Liberis v. Europa Cruises Corporation (Escambia County, Florida (Case No. 
-------------------------------------------------------------------------
93-1187)
--------

     Liberis filed suit against Europa for amounts allegedly due from Europa in
connection with a promissory note Liberis received from Europa in conjunction
with a purported December 1990 transfer to Europa of Liberis' interest in Sea
Lane. The Complaint alleges that a principal balance of $141,000.00 is owed on
the note. The case has been dormant since it was initially filed. It is expected
that the disposition of the claims in Delaware will resolve the claims alleged
in this action. On July 28, 1995, the Court entered an Order Scheduling a Case
Management Conference for August 24, 1995.

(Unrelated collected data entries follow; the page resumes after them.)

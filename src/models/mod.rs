//! Data types passed through the Freshdesk API.
//!
//! Records are opaque JSON objects; the only local shapes are the query
//! parameters, resource identifiers and the service's error payloads.

mod error_body;
mod id;
mod query;
mod record;

pub use error_body::*;
pub use id::*;
pub use query::*;
pub use record::*;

Europa Cruises Corporation v. Liberis (Florida Federal Court) (Case No. 
-----------------------------------------------------------------------
93-30158)
---------

     Europa filed suit against Liberis in the United Stated District Court for 
the Northern District of Florida, (Case No. 93-30158). In this action, Europa is
seeking damages from Liberis for substantially the same events and transactions
alleged in Europa's counterclaim in Delaware Case No. 13103. Liberis also filed
a counterclaim requesting the same relief sought in Delaware Case No. 13103.
Most of Europa's claims against Liberis and all of Liberis' pending claims
against Europa in this case are currently pending before Judge Berger in
Delaware Case No. 13103. However, Europa has also made a claim for securities
fraud against Liberis in this Florida case which is not made in the Delaware
case. Thus, the extent to which a decision in Delaware would resolve all of the
issues pending in this case is uncertain.
 
                                      11
 
<PAGE>
 
In re Burton Securities, S.A./Europa Cruises Corporation v. Harrell Z. Browning,
--------------------------------------------------------------------------------
Liquidating Trustee of Burton Securities, S.A. (Texas) (Case No. 91-00125-C-11)
-------------------------------------------------------------------------------

     Europa has filed an action for the return of a deposit of $85,000 together
with interest earned thereon, posted in connection with Europa's potential
purchase of the M/V LE MISTRAL from a bankruptcy estate. On June 17, 1994,
Harrell Z. Browning, Liquidating Trustee under the Chapter 11 plan of Burton
Securities, S.A., entered into a binding Memorandum of Agreement with Europa
providing for the purchase by Europa of the Panamanian-flag vessel M/V LE
MISTRAL. Paragraph 4 of the Agreement gave Europa the right to terminate the
Agreement in the event closing did not occur within sixty days from the date of
the Agreement in which event, Europa would be entitled to receive a refund of
the full escrow deposit. Moreover, the Court entered an Order on July 15, 1994,
approving the terms and condition of the Agreement in all respects and
specifically stating that "[i]f for any reason the closing [had] not taken place
on or before August 16, 1994, Europa may, at its option, terminate the Europa
Agreement and, in such event, the Trustee shall refund the entire escrow deposit
plus any accrued interest to Europa and Europa shall have no obligation to the
Trustee or the estate." The Trustee was notified on August 15, 1994, that Europa
had determined to exercise its right to terminate the Agreement. Since August
22, 1994, Europa has attempted to obtain the return of its deposit from the
Trustee who has refused to return same. On the contrary, the Trustee has filed
an action against Europa for breach of contract and alleged damages. The Company
believes there is no merit to the action and that the action is designed to
force Europa to settle for less than the full deposit to which it is entitled.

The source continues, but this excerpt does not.